(Data extracted from a collection)
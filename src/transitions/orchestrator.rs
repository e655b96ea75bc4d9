// Crossfade Transition Orchestrator
//
// Serializes inter-page navigations: at most one transition runs at a time,
// at most one navigation waits in the pending slot (last write wins), and a
// request for the destination already in flight is a duplicate click and is
// dropped. The full sequence is exit set -> route swap -> promise
// settlement -> scroll restoration -> enter set, with the scroll engine
// locked throughout.

use std::sync::{Arc, Mutex};

use log::{debug, warn};
use serde::{Deserialize, Serialize};
use tokio::time::sleep;
use url::Url;

use super::registry::{longest_side_duration, TransitionRegistry};
use crate::config::SequencerConfig;
use crate::error::SequencerResult;
use crate::events::{Channel, EventBus, Payload};
use crate::host::{Router, ScrollEngine};
use crate::preloader::Preloader;
use crate::scroll::{scroll_to_anchor, smooth_scroll_to, ScrollPositions};
use crate::tracking::PromiseTracker;

/// A navigation asked for by a link or button component
#[derive(Debug, Clone, PartialEq, Eq, Serialize, Deserialize)]
pub struct NavigationRequest {
    /// Destination URL, absolute or relative to the current page
    pub to: String,
    /// Named transition to run; None or "instant" swaps without animation
    pub transition: Option<String>,
    /// Restore the cached scroll offset (back/forward navigation)
    #[serde(default)]
    pub restore_scroll: bool,
}

impl NavigationRequest {
    pub fn new(to: impl Into<String>) -> Self {
        Self {
            to: to.into(),
            transition: None,
            restore_scroll: false,
        }
    }

    pub fn with_transition(mut self, name: impl Into<String>) -> Self {
        self.transition = Some(name.into());
        self
    }

    pub fn with_restore_scroll(mut self, restore: bool) -> Self {
        self.restore_scroll = restore;
        self
    }
}

/// How a navigation request was handled
#[derive(Debug, Clone, Copy, PartialEq, Eq)]
pub enum NavigationOutcome {
    /// A full animated transition ran
    Started,
    /// Another transition was in flight; this one waits in the pending slot
    Queued,
    /// Duplicate of the in-flight destination; dropped
    Ignored,
    /// Same page: scrolled to the anchor or top, no route change
    ScrollOnly,
    /// Swapped without animations (absent, "instant", or unregistered name)
    Instant,
    /// External origin: opened in a new browsing context
    External,
}

/// Serialized driver for inter-page navigation transitions
pub struct TransitionOrchestrator {
    config: SequencerConfig,
    bus: Arc<EventBus>,
    tracker: Arc<PromiseTracker>,
    registry: TransitionRegistry,
    router: Arc<dyn Router>,
    scroll: Arc<dyn ScrollEngine>,
    positions: Arc<ScrollPositions>,
    preloader: Arc<Preloader>,
    /// The navigation currently being transitioned, if any
    current: Mutex<Option<NavigationRequest>>,
    /// The single queued navigation (last write wins)
    pending: Mutex<Option<NavigationRequest>>,
    current_url: Mutex<Url>,
}

impl TransitionOrchestrator {
    #[allow(clippy::too_many_arguments)]
    pub fn new(
        config: SequencerConfig,
        bus: Arc<EventBus>,
        tracker: Arc<PromiseTracker>,
        router: Arc<dyn Router>,
        scroll: Arc<dyn ScrollEngine>,
        positions: Arc<ScrollPositions>,
        preloader: Arc<Preloader>,
        initial_url: Url,
    ) -> Self {
        Self {
            config,
            bus,
            tracker,
            registry: TransitionRegistry::new(),
            router,
            scroll,
            positions,
            preloader,
            current: Mutex::new(None),
            pending: Mutex::new(None),
            current_url: Mutex::new(initial_url),
        }
    }

    pub fn registry(&self) -> &TransitionRegistry {
        &self.registry
    }

    pub fn current_url(&self) -> Url {
        self.current_url.lock().unwrap().clone()
    }

    /// Handle a navigation request from a link or button component.
    ///
    /// Returns how the request was handled; see [`NavigationOutcome`]. Only
    /// parse failures surface as errors, every runtime failure degrades to
    /// a logged, lock-releasing fallback.
    pub async fn request_navigation(
        &self,
        request: NavigationRequest,
    ) -> SequencerResult<NavigationOutcome> {
        let destination = self.resolve(&request.to)?;

        // External destinations bypass the sequencing entirely.
        if destination.origin() != self.current_url.lock().unwrap().origin() {
            debug!("external destination '{}'", destination);
            self.router.open_external(&destination);
            sleep(self.config.external_cleanup_delay).await;
            self.router.cleanup_after_external();
            return Ok(NavigationOutcome::External);
        }

        // Claim the active slot or coalesce into the pending one.
        {
            let mut current = self.current.lock().unwrap();
            if let Some(active) = current.as_ref() {
                if active.to == request.to {
                    debug!("duplicate navigation to '{}' dropped", request.to);
                    return Ok(NavigationOutcome::Ignored);
                }
                debug!("navigation in flight; queueing '{}'", request.to);
                *self.pending.lock().unwrap() = Some(request);
                return Ok(NavigationOutcome::Queued);
            }
            *current = Some(request.clone());
        }

        let outcome = self.run_one(&request).await;

        // Drain the pending slot serially; tail loop, never reentrant.
        loop {
            let next = self.pending.lock().unwrap().take();
            match next {
                Some(next_request) => {
                    debug!("starting queued navigation to '{}'", next_request.to);
                    *self.current.lock().unwrap() = Some(next_request.clone());
                    self.run_one(&next_request).await;
                }
                None => {
                    *self.current.lock().unwrap() = None;
                    break;
                }
            }
        }

        Ok(outcome)
    }

    async fn run_one(&self, request: &NavigationRequest) -> NavigationOutcome {
        let destination = match self.resolve(&request.to) {
            Ok(url) => url,
            Err(err) => {
                warn!("dropping unparseable destination '{}': {}", request.to, err);
                return NavigationOutcome::Ignored;
            }
        };

        let current_url = self.current_url.lock().unwrap().clone();
        if destination.path() == current_url.path() {
            return self.scroll_only(&destination).await;
        }

        let named = request
            .transition
            .as_deref()
            .filter(|name| *name != "instant" && self.registry.contains(name));

        match named {
            Some(name) => self.animated_swap(request, &destination, name).await,
            None => self.instant_swap(request, &destination).await,
        }
    }

    /// Same-page shortcut: no swap, no transition animations, just scroll.
    async fn scroll_only(&self, destination: &Url) -> NavigationOutcome {
        let fragment = destination.fragment().map(str::to_string);
        if let Some(anchor) = fragment.as_deref() {
            self.router.replace_hash(anchor);
        }
        self.bus.emit(
            Channel::Scroll,
            fragment
                .as_deref()
                .map_or(Payload::Empty, Payload::name),
        );

        match fragment.as_deref() {
            Some(anchor) => {
                if let Err(err) = scroll_to_anchor(self.scroll.as_ref(), anchor, &self.config).await
                {
                    warn!("{}", err);
                }
            }
            None => smooth_scroll_to(self.scroll.as_ref(), 0.0, &self.config).await,
        }

        self.scroll.unlock();
        *self.current_url.lock().unwrap() = destination.clone();
        NavigationOutcome::ScrollOnly
    }

    /// Swap without animation sets (absent, "instant", or unregistered name).
    async fn instant_swap(
        &self,
        request: &NavigationRequest,
        destination: &Url,
    ) -> NavigationOutcome {
        self.scroll.lock();
        if let Err(err) = self.router.navigate(destination).await {
            warn!("navigation to '{}' failed: {}", destination, err);
            self.scroll.unlock();
            return NavigationOutcome::Ignored;
        }
        self.bus.emit(Channel::RouteChange, Payload::Empty);
        *self.current_url.lock().unwrap() = destination.clone();

        self.restore_scroll(request, destination).await;
        self.scroll.unlock();
        NavigationOutcome::Instant
    }

    /// The full animated sequence.
    async fn animated_swap(
        &self,
        request: &NavigationRequest,
        destination: &Url,
        name: &str,
    ) -> NavigationOutcome {
        // Never start a page transition while the initial load animation
        // is still playing.
        self.preloader.wait_for_done().await;

        self.scroll.lock();
        self.bus.emit(Channel::Start, Payload::name(name));

        let exits = self.registry.exit_set(name);
        for animation in &exits {
            (animation.callback)();
        }
        let exit_hold = longest_side_duration(&exits);
        if !exit_hold.is_zero() {
            sleep(exit_hold).await;
        }

        if let Err(err) = self.router.navigate(destination).await {
            warn!("navigation to '{}' failed: {}", destination, err);
            self.scroll.unlock();
            self.bus.emit(Channel::End, Payload::name(name));
            return NavigationOutcome::Ignored;
        }
        self.bus.emit(Channel::RouteChange, Payload::name(name));
        *self.current_url.lock().unwrap() = destination.clone();

        // The destination page may have tracked new media loads on mount.
        if let Err(err) = self
            .tracker
            .settle_all(self.config.settle_timeout, self.config.max_settle_rounds)
            .await
        {
            warn!("{}; continuing the transition", err);
        }
        self.restore_scroll(request, destination).await;

        let enters = self.registry.enter_set(name);
        for animation in &enters {
            (animation.callback)();
        }
        let enter_hold = longest_side_duration(&enters);
        if !enter_hold.is_zero() {
            sleep(enter_hold).await;
        }

        self.scroll.unlock();
        self.scroll.refresh_layout();
        self.bus.emit(Channel::End, Payload::name(name));
        NavigationOutcome::Started
    }

    /// Anchor beats cached offset beats top.
    async fn restore_scroll(&self, request: &NavigationRequest, destination: &Url) {
        if let Some(anchor) = destination.fragment() {
            if let Err(err) = scroll_to_anchor(self.scroll.as_ref(), anchor, &self.config).await {
                warn!("{}", err);
            }
            return;
        }
        if request.restore_scroll {
            if let Some(offset) = self.positions.lookup(destination.path()) {
                self.scroll.scroll_to(offset, false);
                return;
            }
        }
        self.scroll.scroll_to(0.0, false);
    }

    fn resolve(&self, to: &str) -> SequencerResult<Url> {
        let base = self.current_url.lock().unwrap().clone();
        Ok(base.join(to)?)
    }
}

ABOUT THIS EXERCISE
Retype the entries exactly from the first line, stopping after the line with "wins), and a".

WRITTEN RESPONSE
filename src/transitions/orchestrator.rs
repository e655b96ea75bc4d9
// Crossfade Transition Orchestrator
//
// Serializes inter-page navigations: at most one transition runs at a time,
// at most one navigation waits in the pending slot (last write wins), and a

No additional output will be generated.